What you learn from this budget is that, when they say they are
balancing the budget, they mean we are cutting domestic programs. We
are cutting anything that helps hard-working families in this country.
It also fails to cut one single dime from the military, not one
single dime. They actually want to give the military more than they
asked for. Now, despite raising taxes, you would think they could at
least cut a dime from the Defense Department.
By now, people's eyes are kind of glazed over at home in thinking
about this, but let me talk to one group of people, to anybody who has
a student with student debt. It is the largest debt load we have in
this country. We have made our kids indentured servants of banks and of
the Federal Government.
This budget contains $127 billion over the next 10 years that we will
have extracted from students in interest on their loans to give cuts in
taxes to the wealthy, to lower the rates, to make it better for the
rich.
If you know anything about student loans, those loans can't be
renegotiated. You can renegotiate on your house, or you can renegotiate
on anything else, but not on a student loan. When a student and his
mother and father or her mother and father sign up for a loan and put
their home in the deal and put their futures and their 401(k)'s and
everything behind that kid's education, they are stuck with that loan
rate.
You have got people in this country who are paying 6, 8, 9 percent--
as high as 13--on loans, and they can't renegotiate them. Is that fair?

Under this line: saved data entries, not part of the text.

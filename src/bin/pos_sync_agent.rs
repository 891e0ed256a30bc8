//! Headless sync agent.
//!
//! Runs the engine against the HTTP transactions API and logs status
//! changes until Ctrl-C. Usage: `pos-sync-agent [config.json]`.

use anyhow::Context;
use std::path::PathBuf;
use tracing::{info, warn};

use festival_pos_sync::{config::CONFIG_FILE_NAME, logging, EngineConfig, SyncEngine};

#[tokio::main]
async fn main() -> anyhow::Result<()> {
    let config_path = std::env::args_os()
        .nth(1)
        .map(PathBuf::from)
        .unwrap_or_else(|| PathBuf::from(CONFIG_FILE_NAME));

    let config = EngineConfig::load(Some(&config_path))
        .with_context(|| format!("loading configuration from {}", config_path.display()))?;

    let _log_guard = logging::init(
        &config.log_dir(),
        config.log_filter.as_deref(),
        config.log_json,
    )
    .context("initialising logging")?;

    info!(
        version = env!("CARGO_PKG_VERSION"),
        git_sha = env!("BUILD_GIT_SHA"),
        built = env!("BUILD_TIMESTAMP"),
        "Starting pos-sync-agent"
    );

    let engine = SyncEngine::open_http(config).context("opening sync engine")?;
    let attention = engine.queue().list_attention().context("reading queue")?;
    if !attention.is_empty() {
        warn!(count = attention.len(), "Transactions need operator attention");
    }

    let mut summary = engine.subscribe_summary();
    let mut wallet_events = engine.subscribe_wallet_events();
    engine.start();

    loop {
        tokio::select! {
            _ = tokio::signal::ctrl_c() => {
                info!("Ctrl-C received, shutting down");
                break;
            }
            changed = summary.changed() => {
                if changed.is_err() {
                    break;
                }
                let s = summary.borrow_and_update().clone();
                info!(
                    pending = s.pending_count,
                    pending_amount = s.pending_amount,
                    syncing = s.is_syncing,
                    online = s.is_online,
                    attention = s.attention_count,
                    last_sync = ?s.last_sync_time,
                    last_error = s.last_error.as_deref().unwrap_or("-"),
                    "Sync status"
                );
            }
            event = wallet_events.recv() => {
                match event {
                    Ok(event) => info!(event = %serde_json::to_string(&event)?, "Wallet event"),
                    Err(tokio::sync::broadcast::error::RecvError::Lagged(n)) => {
                        warn!(skipped = n, "Wallet event stream lagged");
                    }
                    Err(tokio::sync::broadcast::error::RecvError::Closed) => break,
                }
            }
        }
    }

    engine.stop();
    Ok(())
}
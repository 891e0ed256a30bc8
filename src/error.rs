//! Error taxonomy for the offline transaction engine.
//!
//! `SyncError` is what the queue, reconciler and configuration layers return
//! to callers. `SubmitError` is the classified outcome of a failed remote
//! submission; the orchestrator records it on the transaction row instead of
//! propagating it.

use thiserror::Error;

pub type Result<T, E = SyncError> = std::result::Result<T, E>;

#[derive(Debug, Error)]
pub enum SyncError {
    /// The local store could not commit. Fatal to the calling sale flow.
    #[error("persistence error: {0}")]
    Persistence(String),

    #[error("network error: {0}")]
    Network(String),

    #[error("request timed out: {0}")]
    Timeout(String),

    #[error("validation error: {0}")]
    Validation(String),

    /// Receipt already applied server-side. Treated as success by the
    /// orchestrator, surfaced only by lower-level calls.
    #[error("conflict: {0}")]
    Conflict(String),

    #[error("unknown error: {0}")]
    Unknown(String),

    #[error("transaction not found: {0}")]
    NotFound(String),

    #[error("invalid status transition for {id}: {from} -> {to}")]
    InvalidTransition {
        id: String,
        from: String,
        to: &'static str,
    },

    #[error("configuration error: {0}")]
    Config(String),
}

impl From<rusqlite::Error> for SyncError {
    fn from(err: rusqlite::Error) -> Self {
        SyncError::Persistence(err.to_string())
    }
}

impl From<serde_json::Error> for SyncError {
    fn from(err: serde_json::Error) -> Self {
        SyncError::Persistence(format!("json: {err}"))
    }
}

impl From<SubmitError> for SyncError {
    fn from(err: SubmitError) -> Self {
        match err {
            SubmitError::Network(m) => SyncError::Network(m),
            SubmitError::Timeout(m) => SyncError::Timeout(m),
            SubmitError::Server { status, message } => {
                SyncError::Network(format!("{message} (HTTP {status})"))
            }
            SubmitError::Rejected { message, .. } => SyncError::Validation(message),
            SubmitError::Unauthorized(m) => SyncError::Config(m),
            SubmitError::Unknown(m) => SyncError::Unknown(m),
        }
    }
}

/// Classified failure of a single remote call.
#[derive(Debug, Clone, Error, PartialEq, Eq)]
pub enum SubmitError {
    /// Connection could not be established or dropped mid-request.
    #[error("{0}")]
    Network(String),

    #[error("{0}")]
    Timeout(String),

    /// 408, 429 and 5xx responses.
    #[error("{message} (HTTP {status})")]
    Server { status: u16, message: String },

    /// 4xx the server will keep rejecting (validation, insufficient funds).
    #[error("{message}")]
    Rejected {
        status: u16,
        code: Option<String>,
        message: String,
    },

    /// 401/403: the terminal credentials are wrong, not the transaction.
    #[error("{0}")]
    Unauthorized(String),

    #[error("{0}")]
    Unknown(String),
}

impl SubmitError {
    pub fn is_retryable(&self) -> bool {
        !matches!(self, SubmitError::Rejected { .. })
    }

    /// Failures that will hit every remaining item the same way: lost
    /// connectivity or rejected terminal credentials.
    pub fn halts_pass(&self) -> bool {
        matches!(self, SubmitError::Network(_) | SubmitError::Unauthorized(_))
    }

    /// Failures after which the server may still have applied the request.
    pub fn outcome_unknown(&self) -> bool {
        match self {
            SubmitError::Network(_) | SubmitError::Timeout(_) | SubmitError::Unknown(_) => true,
            SubmitError::Server { status, .. } => *status >= 500,
            SubmitError::Rejected { .. } | SubmitError::Unauthorized(_) => false,
        }
    }
}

Is that the future you want, to stick the kids in this country with
those kinds of loans?
In my view, this budget has no humanity and no view of the future for
our kids.
I urge Members to vote ``no.''
Mr. TOM PRICE of Georgia. Mr. Chairman, I am pleased to yield 3
minutes to the gentleman from Michigan (Mr. Moolenaar), a freshman
Member and a member of the Budget Committee.
Mr. MOOLENAAR. Mr. Chairman, the Federal Government has a spending
problem.
Last week, the Government Accountability Office released a report
estimating that the government made $124 billion in improper payments
during 2014. Wasteful spending like this is one of the reasons the
national debt has skyrocketed to $18 trillion today.
Divided among 320 million Americans, a child born today inherits
$56,250 in debt--or $225,000 for a family of four. Americans work too
hard to have the government waste their tax dollars. It is time to
start our country on a new course. This Republican budget puts America
on a more sustainable and responsible fiscal path.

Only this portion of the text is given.